Субботние вечера — лучшие на неделе. После ужина Павел Иванович показывает и объясняет сыновьям эстампы старых мастеров и, того более, расположившись в кресле, читает им стихи, древних поэтов и нынешних, Шиллера или Гёте, и таковым чтением, как и работами великих художников, помогает им постигать прекрасное.
А наутро — работа, работа. Павел Иванович, переиначивая священное писание, повторял, что не человек для праздника, а праздник для человека. Дома работали больше, чем в академии. Надевали простые блузы, садились за общий стол — помогали отцу: гравировали карты, прилагаемые к описанию кругосветного плавания Крузенштерна, лепили модели и формы, восстанавливали шитье обветшалых полковых знамен. Павел Иванович, пряча горделивую улыбку, поглядывал на семейный «цех» и радовался собственной прозорливости.

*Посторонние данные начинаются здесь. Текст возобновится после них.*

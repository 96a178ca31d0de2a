//! # 数据源配置构建器模块
//!
//! 提供数据源配置的构建器实现，支持链式调用和严格验证

use crate::error::DataSourceResult;
use crate::types::{ConnectionConfig, DataSourceConfig, DataSourceKey, DatabaseType, PoolConfig};
use rat_logger::info;

/// 数据源配置构建器
///
/// 严格要求所有配置项必须显式设置，严禁使用默认值
#[derive(Debug)]
pub struct DataSourceConfigBuilder {
    key: Option<DataSourceKey>,
    db_type: Option<DatabaseType>,
    connection: Option<ConnectionConfig>,
    pool: Option<PoolConfig>,
}

impl DataSourceConfig {
    /// 创建数据源配置构建器
    pub fn builder() -> DataSourceConfigBuilder {
        DataSourceConfigBuilder::new()
    }
}

impl DataSourceConfigBuilder {
    /// 创建新的构建器
    pub fn new() -> Self {
        Self {
            key: None,
            db_type: None,
            connection: None,
            pool: None,
        }
    }

    /// 设置数据源键
    ///
    /// # 参数
    ///
    /// * `key` - 数据源键
    pub fn key(mut self, key: DataSourceKey) -> Self {
        self.key = Some(key);
        self
    }

    /// 设置数据库类型
    ///
    /// # 参数
    ///
    /// * `db_type` - 数据库类型
    pub fn db_type(mut self, db_type: DatabaseType) -> Self {
        self.db_type = Some(db_type);
        self
    }

    /// 设置连接配置
    ///
    /// # 参数
    ///
    /// * `connection` - 连接配置
    pub fn connection(mut self, connection: ConnectionConfig) -> Self {
        self.connection = Some(connection);
        self
    }

    /// 设置连接池配置
    ///
    /// # 参数
    ///
    /// * `pool` - 连接池配置
    pub fn pool(mut self, pool: PoolConfig) -> Self {
        self.pool = Some(pool);
        self
    }

    /// 构建数据源配置
    ///
    /// # 错误
    ///
    /// 如果任何必需的配置项未设置，或数据库类型与连接配置不一致，将返回错误
    pub fn build(self) -> DataSourceResult<DataSourceConfig> {
        let key = self
            .key
            .ok_or_else(|| crate::ds_error!(config, "数据源键必须设置"))?;

        let db_type = self
            .db_type
            .ok_or_else(|| crate::ds_error!(config, "数据库类型必须设置"))?;

        let connection = self
            .connection
            .ok_or_else(|| crate::ds_error!(config, "连接配置必须设置"))?;

        let pool = self
            .pool
            .ok_or_else(|| crate::ds_error!(config, "连接池配置必须设置"))?;

        if connection.db_type() != db_type {
            return Err(crate::ds_error!(
                config,
                format!("数据库类型 {:?} 与连接配置不匹配", db_type)
            ));
        }
        pool.validate()?;

        info!(
            "创建数据源配置: 键={}, 类型={:?}, 目标={}",
            key,
            db_type,
            connection.describe()
        );

        Ok(DataSourceConfig {
            key,
            db_type,
            connection,
            pool,
        })
    }
}

impl Default for DataSourceConfigBuilder {
    fn default() -> Self {
        Self::new()
    }
}

#[cfg(test)]
mod tests {
    use super::*;

    fn memory_connection() -> ConnectionConfig {
        ConnectionConfig::SQLite {
            path: ":memory:".to_string(),
            create_if_missing: false,
        }
    }

    #[test]
    fn test_build_requires_every_field() {
        let result = DataSourceConfig::builder()
            .key(DataSourceKey::Slave)
            .db_type(DatabaseType::SQLite)
            .connection(memory_connection())
            .build();
        assert!(result.is_err());
    }

    #[test]
    fn test_build_rejects_type_mismatch() {
        let result = DataSourceConfig::builder()
            .key(DataSourceKey::Slave)
            .db_type(DatabaseType::PostgreSQL)
            .connection(memory_connection())
            .pool(PoolConfig::default())
            .build();
        assert!(result.is_err());
    }

    #[test]
    fn test_build_success() {
        let config = DataSourceConfig::builder()
            .key(DataSourceKey::Replica(1))
            .db_type(DatabaseType::SQLite)
            .connection(memory_connection())
            .pool(PoolConfig::default())
            .build()
            .unwrap();
        assert_eq!(config.key, DataSourceKey::Replica(1));
        assert_eq!(config.connection.to_url(), "sqlite::memory:");
    }
}
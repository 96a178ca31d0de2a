//! 连接管理器接口
//!
//! 连接池本身不关心驱动细节，建立、校验和关闭物理连接都委托给 [`ConnectionManager`]

use async_trait::async_trait;

use crate::error::DataSourceResult;
use crate::types::DataSourceConfig;

/// 物理连接管理器
#[async_trait]
pub trait ConnectionManager: Send + Sync + 'static {
    /// 驱动的原生连接类型
    type Connection: Send + 'static;

    /// 建立一个新连接
    async fn connect(&self) -> DataSourceResult<Self::Connection>;

    /// 校验连接是否可用
    ///
    /// `query` 为配置的校验语句，为空时实现方可以使用驱动自带的 ping
    async fn validate(&self, conn: &mut Self::Connection, query: &str) -> DataSourceResult<()>;

    /// 关闭连接
    async fn close(&self, conn: Self::Connection) -> DataSourceResult<()> {
        drop(conn);
        Ok(())
    }
}

/// 根据数据源配置创建连接管理器
///
/// 启动阶段由注册表对每个数据源调用一次
pub trait ConnectionManagerFactory<M: ConnectionManager> {
    fn create(&self, config: &DataSourceConfig) -> DataSourceResult<M>;
}

impl<M, F> ConnectionManagerFactory<M> for F
where
    M: ConnectionManager,
    F: Fn(&DataSourceConfig) -> DataSourceResult<M>,
{
    fn create(&self, config: &DataSourceConfig) -> DataSourceResult<M> {
        self(config)
    }
}
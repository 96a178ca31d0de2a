//! 错误类型模块
//!
//! 统一的数据源错误定义。路由层只负责"未知数据源"这一类配置错误，
//! 连接池产生的错误原样向上传递，调用方据此区分瞬时错误与致命错误。

use thiserror::Error;

use crate::types::DataSourceKey;

/// 数据源操作结果
pub type DataSourceResult<T> = Result<T, DataSourceError>;

/// 数据源错误
#[derive(Error, Debug)]
pub enum DataSourceError {
    /// 配置错误（参数非法、缺少默认数据源等）
    #[error("{}", crate::i18n::tf("error.config", &[("message", .message.as_str())]))]
    ConfigError { message: String },

    /// 请求了未配置的数据源
    #[error("{}", crate::i18n::tf("error.unknown_datasource", &[("key", &.key.to_string())]))]
    UnknownDataSource { key: DataSourceKey },

    /// 在最大等待时间内没有可用连接
    #[error("{}", crate::i18n::tf("error.pool_exhausted", &[("key", &.key.to_string()), ("waited_ms", &.waited_ms.to_string())]))]
    PoolExhausted { key: DataSourceKey, waited_ms: u64 },

    /// 底层数据库连接失败
    #[error("{}", crate::i18n::tf("error.connection", &[("message", .message.as_str())]))]
    ConnectionError { message: String },

    /// 校验查询失败
    #[error("{}", crate::i18n::tf("error.validation", &[("key", &.key.to_string()), ("message", .message.as_str())]))]
    ValidationError { key: DataSourceKey, message: String },

    /// 连接池已关闭
    #[error("{}", crate::i18n::tf("error.pool_closed", &[("key", &.key.to_string())]))]
    PoolClosed { key: DataSourceKey },

    /// 关闭连接池时出现的错误汇总
    #[error("{}", crate::i18n::tf("error.shutdown", &[("count", &.failures.len().to_string()), ("details", &format_failures(.failures))]))]
    ShutdownError { failures: Vec<(DataSourceKey, String)> },

    /// IO 错误
    #[error("IO错误: {0}")]
    IoError(#[from] std::io::Error),

    /// 序列化错误
    #[error("{}", crate::i18n::tf("error.serialization", &[("message", .message.as_str())]))]
    SerializationError { message: String },
}

fn format_failures(failures: &[(DataSourceKey, String)]) -> String {
    failures
        .iter()
        .map(|(key, message)| format!("{}: {}", key, message))
        .collect::<Vec<_>>()
        .join("; ")
}

impl DataSourceError {
    /// 是否为瞬时错误（调用方可以自行退避重试）
    pub fn is_transient(&self) -> bool {
        matches!(
            self,
            DataSourceError::PoolExhausted { .. }
                | DataSourceError::ConnectionError { .. }
                | DataSourceError::ValidationError { .. }
        )
    }

    /// 是否为致命错误（配置问题，重试无意义）
    pub fn is_fatal(&self) -> bool {
        matches!(
            self,
            DataSourceError::ConfigError { .. }
                | DataSourceError::UnknownDataSource { .. }
                | DataSourceError::PoolClosed { .. }
        )
    }
}

impl From<serde_json::Error> for DataSourceError {
    fn from(err: serde_json::Error) -> Self {
        DataSourceError::SerializationError {
            message: err.to_string(),
        }
    }
}

/// 快速构建常用错误
#[macro_export]
macro_rules! ds_error {
    (config, $msg:expr) => {
        $crate::error::DataSourceError::ConfigError {
            message: ($msg).to_string(),
        }
    };
    (connection, $msg:expr) => {
        $crate::error::DataSourceError::ConnectionError {
            message: ($msg).to_string(),
        }
    };
    (unknown, $key:expr) => {
        $crate::error::DataSourceError::UnknownDataSource { key: $key }
    };
    (closed, $key:expr) => {
        $crate::error::DataSourceError::PoolClosed { key: $key }
    };
    (exhausted, $key:expr, $waited_ms:expr) => {
        $crate::error::DataSourceError::PoolExhausted {
            key: $key,
            waited_ms: $waited_ms,
        }
    };
    (validation, $key:expr, $msg:expr) => {
        $crate::error::DataSourceError::ValidationError {
            key: $key,
            message: ($msg).to_string(),
        }
    };
}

Он испросил для Карла разрешение посещать по воскресеньям строгановский дворец: в графской галерее приглядел «Голову старика» (кисти Веласкеса, как тогда полагали): настала пора загодя приучать сына к живописи… Двенадцатую копию, сделанную Карлом, отец нашел удачной, поставил холст на мольберт у себя в кабинете, против окна, пригласил семейство. Карл стоял справа от мольберта тихий. Федор подошел к самому холсту, рассматривал его по-художнически, как бы обнюхивая, отступил на несколько шагов, сказал прочувствованно: «Карл — гений» — и поцеловал в голову Александра, стоявшего рядом. Маменька явилась из кухни — руки в муке, Карла похвалила, однако заметила, что практическое искусство гравера, резчика, особливо же дворцового декоратора, в нынешнее время полезней. Павел Иванович постучал сильным, приплюснутым на конце пальцем по крышке табакерки и захватил из нее добрую понюшку. При благоразумии жизни Павел Иванович, однако, табак любил крепкий, находя, что оный поддерживает румяный цвет лица и остроту зрения.